This article was originally published on CommonEdge as "Notre-Dame and the Questions It Raises About Sacred Space."
It was like watching someone die.
The most poignant images were the crowds of people in Paris kneeling in the streets, facing Notre-Dame with their heads down, praying for the cathedral as it smoldered. This was not just a demonstration of distress over a critical piece of France’s history going up in flames. Christians around the world observe the span of time between Palm Sunday and Easter Sunday as “Holy Week,” a period for believers more hallowed than Christmas. And a symbol of that faith was aflame, in the holiest seven days of the Christian calendar.
For believers in Architecture with a capital A, it was as if the whole world was suddenly focused on your religion. You could turn on CNN and see an architectural historian talking about the finer points of Gothic architecture. People who didn’t know a finial from a flying buttress were tweeting about this tragedy, how it in some way brought them closer to other human beings. The destruction of a vital work of architecture more than 850 years old was actually doing this. Suddenly, it seemed as though architecture’s power over people was magnified, exalted. At least, that’s the way it might have appeared to those who worship at architecture’s altar.
For someone who reads and writes a lot about religious architecture, about the capacity of architecture to speak to spirituality, it seemed to me a double dose of heartache. Religious architecture is in a precarious state right now. Across all faiths, fewer people are visiting religious buildings. A Pew Research Center study released just last year focused on the “age gap” in religion around the world: fewer and fewer young adults (younger than 40) responded in the study that religion played an important role in their lives and that they attended religious services. The study found that this was the case in counties with different social and economic contexts, and also true in societies identified as more “religious” than secular. Pew and other research institutions have been monitoring how people self-identify their religious orientation, and the numbers have been trending this way for decades. You might have heard of the “Nones,” folks who check the “none” box on a survey form when asked what organized religion they identify with. Twenty-three percent across all age groups identify themselves as Nones in the U.S. today, more than the percentage of Roman Catholics. But oddly enough, a majority of Nones don’t describe themselves are atheists or agnostics. A Pew study in 2017 found that 72 percent of Nones say that they believe in God, a higher power, or a spiritual force. Another way to describe this majority among Nones is “spiritual but not religious.” A cathedral speaks to them about “sacred space” in different ways than it does to committed believers. But a burning cathedral can move them at a deeply human level.

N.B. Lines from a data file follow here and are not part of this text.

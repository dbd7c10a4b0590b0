//! Real-time terminal playback.
//!
//! A current-thread tokio runtime polls the controller on a short interval
//! and reads commands from stdin. The controller itself never sleeps; this
//! loop is the only thing that waits.

use std::time::{Duration, Instant};

use chrono::{DateTime, Utc};
use clap::Args;
use portal14_core::{Config, Event, FlagStore, Phase, PhaseController, Point, ThreadSource};
use tokio::io::{AsyncBufReadExt, BufReader};

use super::render::Renderer;
use super::{environment, open_store, parse_now};

const FRAME: Duration = Duration::from_millis(16);

#[derive(Args)]
pub struct RunArgs {
    /// Shorten every animation, as with a reduced-motion preference
    #[arg(long)]
    pub reduced_motion: bool,
    /// Behave like a touch device: the No control jiggles instead of fleeing
    #[arg(long)]
    pub touch: bool,
    /// Pretend the clock started at this instant (RFC 3339)
    #[arg(long)]
    pub now: Option<String>,
}

/// Wall clock, optionally shifted to start at a chosen instant.
struct ShiftedClock {
    base: DateTime<Utc>,
    started: Instant,
}

impl ShiftedClock {
    fn new(base: DateTime<Utc>) -> Self {
        Self {
            base,
            started: Instant::now(),
        }
    }

    fn now(&self) -> DateTime<Utc> {
        let elapsed = chrono::Duration::from_std(self.started.elapsed()).unwrap_or_default();
        self.base + elapsed
    }
}

enum Command {
    Accept,
    No,
    Letter,
    ToggleMotion,
    ToggleTouch,
    Status,
    Quit,
    Unknown,
}

fn parse_command(line: &str) -> Command {
    match line.trim().to_lowercase().as_str() {
        "si" | "sí" | "s" | "yes" | "y" | "acepto" => Command::Accept,
        "no" | "n" => Command::No,
        "carta" | "letter" | "l" => Command::Letter,
        "motion" | "movimiento" => Command::ToggleMotion,
        "touch" | "tactil" => Command::ToggleTouch,
        "status" | "estado" => Command::Status,
        "q" | "quit" | "salir" => Command::Quit,
        _ => Command::Unknown,
    }
}

pub fn run(args: RunArgs) -> Result<(), Box<dyn std::error::Error>> {
    let runtime = tokio::runtime::Builder::new_current_thread()
        .enable_io()
        .enable_time()
        .build()?;
    let result = runtime.block_on(drive(args));
    // Stdin is read on a blocking thread that never returns on its own.
    runtime.shutdown_background();
    result
}

async fn drive(args: RunArgs) -> Result<(), Box<dyn std::error::Error>> {
    let config = Config::load_or_default();
    let env = environment(&config.accessibility, args.reduced_motion, args.touch);
    let clock = ShiftedClock::new(parse_now(args.now.as_deref())?);
    let mut ctl = PhaseController::from_config(&config, env, open_store(), ThreadSource)?;
    let mut renderer = Renderer::default();

    let events = ctl.start(clock.now());
    renderer.render(&events, &ctl.snapshot());

    let mut lines = BufReader::new(tokio::io::stdin()).lines();
    let mut frames = tokio::time::interval(FRAME);
    let mut stdin_open = true;
    let ctrl_c = tokio::signal::ctrl_c();
    tokio::pin!(ctrl_c);

    loop {
        tokio::select! {
            _ = frames.tick() => {
                let events = ctl.advance(clock.now());
                renderer.render(&events, &ctl.snapshot());
            }
            line = lines.next_line(), if stdin_open => {
                let Some(line) = line? else {
                    stdin_open = false;
                    continue;
                };
                match parse_command(&line) {
                    Command::Quit => break,
                    command => {
                        let events = handle(&mut ctl, command, clock.now())?;
                        renderer.render(&events, &ctl.snapshot());
                    }
                }
            }
            _ = &mut ctrl_c => break,
        }
    }

    ctl.teardown();
    tracing::debug!("playback finished");
    Ok(())
}

fn handle<S: FlagStore>(
    ctl: &mut PhaseController<S, ThreadSource>,
    command: Command,
    now: DateTime<Utc>,
) -> Result<Vec<Event>, Box<dyn std::error::Error>> {
    let events = match command {
        Command::Accept => ctl.accept(now),
        Command::No => {
            if ctl.environment().coarse_pointer {
                ctl.press_no(now)
            } else {
                // Reaching for the button means approaching it first.
                let center = ctl.evasive().center();
                ctl.pointer_move(Point::new(center.x - 12.0, center.y + 4.0), now)
            }
        }
        Command::Letter => {
            if ctl.phase() == Phase::Accepted && !ctl.is_letter_unlocked() {
                println!("  La carta sigue bloqueada: {}", ctl.countdown().display());
            }
            ctl.toggle_letter(now)
        }
        Command::ToggleMotion => {
            let reduced = !ctl.environment().reduced_motion;
            ctl.set_reduced_motion(reduced, now)
        }
        Command::ToggleTouch => {
            let coarse = !ctl.environment().coarse_pointer;
            ctl.set_coarse_pointer(coarse, now)
        }
        Command::Status => {
            println!("{}", serde_json::to_string_pretty(&ctl.snapshot())?);
            Vec::new()
        }
        Command::Unknown => {
            println!("  comandos: si, no, carta, movimiento, tactil, estado, salir");
            Vec::new()
        }
        Command::Quit => Vec::new(),
    };
    Ok(events)
}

A few years ago I worked with a studio of graduate architecture students to understand how they viewed spirituality in architecture. I asked them to define it for me. The majority didn’t talk about “smells and bells,” stained glass, or altars. Their focus was on what people did together in a space and whether it was spiritual or not. They didn’t believe architecture was sacred because someone had blessed it, or if it looked one way or another, or that it was made of a certain material. What seemed primary for these students was how the space allowed or encouraged people to relate to each other, how they shared with each other, how they cared for each other. So when these students were asked to design a sacred space, they focused on environments that would accommodate feeding the hungry, or making art together, or caring for children or the elderly, or communicating with others around the globe. For these students, the sacredness of a place resided in the possibilities of human interaction and meaningfulness, not in the fabric of the architecture itself. I learned a lot about the power of architecture from these students.
Notre-Dame will be rebuilt. It will, years from now, stand as it once did. Its new fabric will recreate what the cathedral looked like as contemporary people remember it (the architecture of Notre-Dame has changed quite a bit over its eight centuries). But will it fulfill the idea of a sacred space for the people who reconstruct it? They will be of a different time and place, and a reconstructed Notre-Dame will not speak to them as a sacred place as it did to those who raised it nearly a millennium ago.
The Trappist monk and mystic Thomas Merton warned against recreations of religious buildings; he saw them as denying the possibility that the sacred could be encountered in anything but a structure that looked like it had been built ages ago, “as if God did not belong to all ages and as if religion were really only a pleasant, necessary social formality, preserved from past times in order to give our society an air of respectability.” Merton believed that it’s up to every new generation to create architecture that speaks to the spirituality of its time, whatever it is.
Of course, Notre-Dame means different things to different people. People who are not religious or spiritual see it as part of the very material culture that makes France France, or as a landmark in the history of architecture and civilization. But as this cathedral’s reconstruction occupies our attention over the next decade or more, it’s worth asking questions about what sacred space means to us, if it means anything at all.